▶ TASK TO COMPLETE
Search the data below for the string "copied" and copy all lines where it shows up.

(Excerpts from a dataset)
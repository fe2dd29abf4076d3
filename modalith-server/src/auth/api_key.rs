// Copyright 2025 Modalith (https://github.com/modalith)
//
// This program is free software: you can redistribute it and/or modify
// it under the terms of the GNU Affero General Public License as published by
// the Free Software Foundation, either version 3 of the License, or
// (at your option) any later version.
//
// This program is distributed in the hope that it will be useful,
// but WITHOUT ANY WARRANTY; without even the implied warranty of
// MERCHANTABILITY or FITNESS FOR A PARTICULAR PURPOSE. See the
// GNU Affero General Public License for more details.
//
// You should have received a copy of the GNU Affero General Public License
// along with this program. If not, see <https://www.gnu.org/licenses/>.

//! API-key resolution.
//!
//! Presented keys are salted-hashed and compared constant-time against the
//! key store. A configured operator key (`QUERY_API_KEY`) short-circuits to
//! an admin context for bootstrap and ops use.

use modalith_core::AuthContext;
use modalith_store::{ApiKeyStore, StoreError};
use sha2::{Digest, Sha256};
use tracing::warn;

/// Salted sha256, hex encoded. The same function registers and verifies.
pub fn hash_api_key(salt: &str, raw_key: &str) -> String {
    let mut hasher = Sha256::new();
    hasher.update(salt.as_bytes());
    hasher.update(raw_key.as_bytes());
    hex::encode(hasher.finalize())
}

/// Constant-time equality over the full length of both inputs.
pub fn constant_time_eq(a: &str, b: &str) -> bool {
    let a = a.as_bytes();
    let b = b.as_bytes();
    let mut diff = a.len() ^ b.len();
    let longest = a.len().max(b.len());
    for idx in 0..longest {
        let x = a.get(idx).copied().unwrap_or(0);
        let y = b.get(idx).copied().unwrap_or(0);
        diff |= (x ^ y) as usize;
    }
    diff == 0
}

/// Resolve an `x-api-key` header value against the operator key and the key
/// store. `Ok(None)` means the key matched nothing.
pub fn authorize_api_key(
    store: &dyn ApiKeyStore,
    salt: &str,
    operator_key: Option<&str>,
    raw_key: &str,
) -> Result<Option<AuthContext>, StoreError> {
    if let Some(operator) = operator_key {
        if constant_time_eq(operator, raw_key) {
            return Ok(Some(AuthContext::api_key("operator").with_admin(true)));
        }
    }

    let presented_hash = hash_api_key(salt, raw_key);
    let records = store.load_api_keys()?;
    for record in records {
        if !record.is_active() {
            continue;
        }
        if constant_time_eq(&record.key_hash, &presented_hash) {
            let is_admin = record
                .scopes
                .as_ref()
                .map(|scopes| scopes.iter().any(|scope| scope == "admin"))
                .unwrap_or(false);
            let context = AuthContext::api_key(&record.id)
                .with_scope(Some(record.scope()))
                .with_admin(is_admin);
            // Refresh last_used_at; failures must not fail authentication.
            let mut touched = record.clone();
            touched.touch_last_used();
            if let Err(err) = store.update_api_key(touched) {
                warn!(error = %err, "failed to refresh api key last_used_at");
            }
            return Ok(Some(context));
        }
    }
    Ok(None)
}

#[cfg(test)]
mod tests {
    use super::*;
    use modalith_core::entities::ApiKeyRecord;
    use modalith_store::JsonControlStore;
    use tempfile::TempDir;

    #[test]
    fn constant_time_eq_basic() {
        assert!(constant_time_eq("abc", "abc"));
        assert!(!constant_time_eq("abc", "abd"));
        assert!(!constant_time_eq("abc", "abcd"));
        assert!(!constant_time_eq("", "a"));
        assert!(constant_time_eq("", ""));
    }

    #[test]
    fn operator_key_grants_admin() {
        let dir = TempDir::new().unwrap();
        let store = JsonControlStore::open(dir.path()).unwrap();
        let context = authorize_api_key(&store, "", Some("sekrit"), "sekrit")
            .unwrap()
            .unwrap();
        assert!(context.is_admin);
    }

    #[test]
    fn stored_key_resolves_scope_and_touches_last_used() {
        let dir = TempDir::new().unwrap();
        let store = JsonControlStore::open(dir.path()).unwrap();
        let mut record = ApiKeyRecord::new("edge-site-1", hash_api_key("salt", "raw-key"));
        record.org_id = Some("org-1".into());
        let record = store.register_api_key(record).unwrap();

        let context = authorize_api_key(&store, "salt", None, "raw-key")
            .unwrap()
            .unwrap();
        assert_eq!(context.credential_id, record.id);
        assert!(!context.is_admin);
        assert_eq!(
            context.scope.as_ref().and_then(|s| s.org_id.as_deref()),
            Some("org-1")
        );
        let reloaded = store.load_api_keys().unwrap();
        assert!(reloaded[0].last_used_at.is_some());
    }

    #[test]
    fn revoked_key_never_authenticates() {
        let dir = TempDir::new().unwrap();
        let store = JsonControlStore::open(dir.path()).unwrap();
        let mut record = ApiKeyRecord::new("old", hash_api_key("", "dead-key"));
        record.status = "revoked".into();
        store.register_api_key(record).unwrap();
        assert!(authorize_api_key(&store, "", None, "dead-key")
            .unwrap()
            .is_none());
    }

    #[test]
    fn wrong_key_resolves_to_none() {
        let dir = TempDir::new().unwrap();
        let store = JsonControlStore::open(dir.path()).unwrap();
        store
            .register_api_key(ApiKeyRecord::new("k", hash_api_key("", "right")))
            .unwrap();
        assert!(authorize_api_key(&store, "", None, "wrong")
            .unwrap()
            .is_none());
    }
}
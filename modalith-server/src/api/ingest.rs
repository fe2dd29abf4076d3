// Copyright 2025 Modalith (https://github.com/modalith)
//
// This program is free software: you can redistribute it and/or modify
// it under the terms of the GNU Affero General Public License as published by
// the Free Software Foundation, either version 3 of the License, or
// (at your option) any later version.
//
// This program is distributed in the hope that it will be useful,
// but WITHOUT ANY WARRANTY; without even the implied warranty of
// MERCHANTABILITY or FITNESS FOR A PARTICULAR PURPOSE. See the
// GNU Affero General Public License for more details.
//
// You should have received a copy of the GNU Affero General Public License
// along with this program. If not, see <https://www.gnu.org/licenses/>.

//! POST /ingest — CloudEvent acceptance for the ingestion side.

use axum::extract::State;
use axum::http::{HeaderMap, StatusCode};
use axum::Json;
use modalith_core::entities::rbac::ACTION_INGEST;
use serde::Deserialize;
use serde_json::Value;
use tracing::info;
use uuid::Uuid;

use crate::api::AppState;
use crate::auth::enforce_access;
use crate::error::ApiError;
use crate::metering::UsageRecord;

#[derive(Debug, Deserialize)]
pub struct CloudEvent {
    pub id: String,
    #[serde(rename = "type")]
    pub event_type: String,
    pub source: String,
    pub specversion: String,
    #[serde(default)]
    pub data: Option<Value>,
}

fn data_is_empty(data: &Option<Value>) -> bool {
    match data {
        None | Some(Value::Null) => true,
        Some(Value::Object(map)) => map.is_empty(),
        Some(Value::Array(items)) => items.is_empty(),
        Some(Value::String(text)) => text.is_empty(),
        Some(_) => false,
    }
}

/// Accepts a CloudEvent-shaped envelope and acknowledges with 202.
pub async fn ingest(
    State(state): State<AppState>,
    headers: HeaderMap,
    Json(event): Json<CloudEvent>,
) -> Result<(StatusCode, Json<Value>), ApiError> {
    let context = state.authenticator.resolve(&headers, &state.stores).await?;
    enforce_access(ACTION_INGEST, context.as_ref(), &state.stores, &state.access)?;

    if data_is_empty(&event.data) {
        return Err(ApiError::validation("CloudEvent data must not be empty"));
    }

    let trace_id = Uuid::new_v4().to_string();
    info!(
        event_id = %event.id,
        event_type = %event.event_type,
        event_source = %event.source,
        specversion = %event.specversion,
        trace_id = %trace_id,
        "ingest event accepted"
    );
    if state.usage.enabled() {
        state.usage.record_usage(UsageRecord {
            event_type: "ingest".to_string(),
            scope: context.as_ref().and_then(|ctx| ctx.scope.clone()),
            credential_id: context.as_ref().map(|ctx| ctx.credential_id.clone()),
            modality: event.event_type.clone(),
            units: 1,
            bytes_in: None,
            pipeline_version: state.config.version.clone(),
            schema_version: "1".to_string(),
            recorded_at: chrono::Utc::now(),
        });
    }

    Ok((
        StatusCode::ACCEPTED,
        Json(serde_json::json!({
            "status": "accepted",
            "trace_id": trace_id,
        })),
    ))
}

▶ ANSWER BOX
        let x = a.get(idx).copied().unwrap_or(0);
        let y = b.get(idx).copied().unwrap_or(0);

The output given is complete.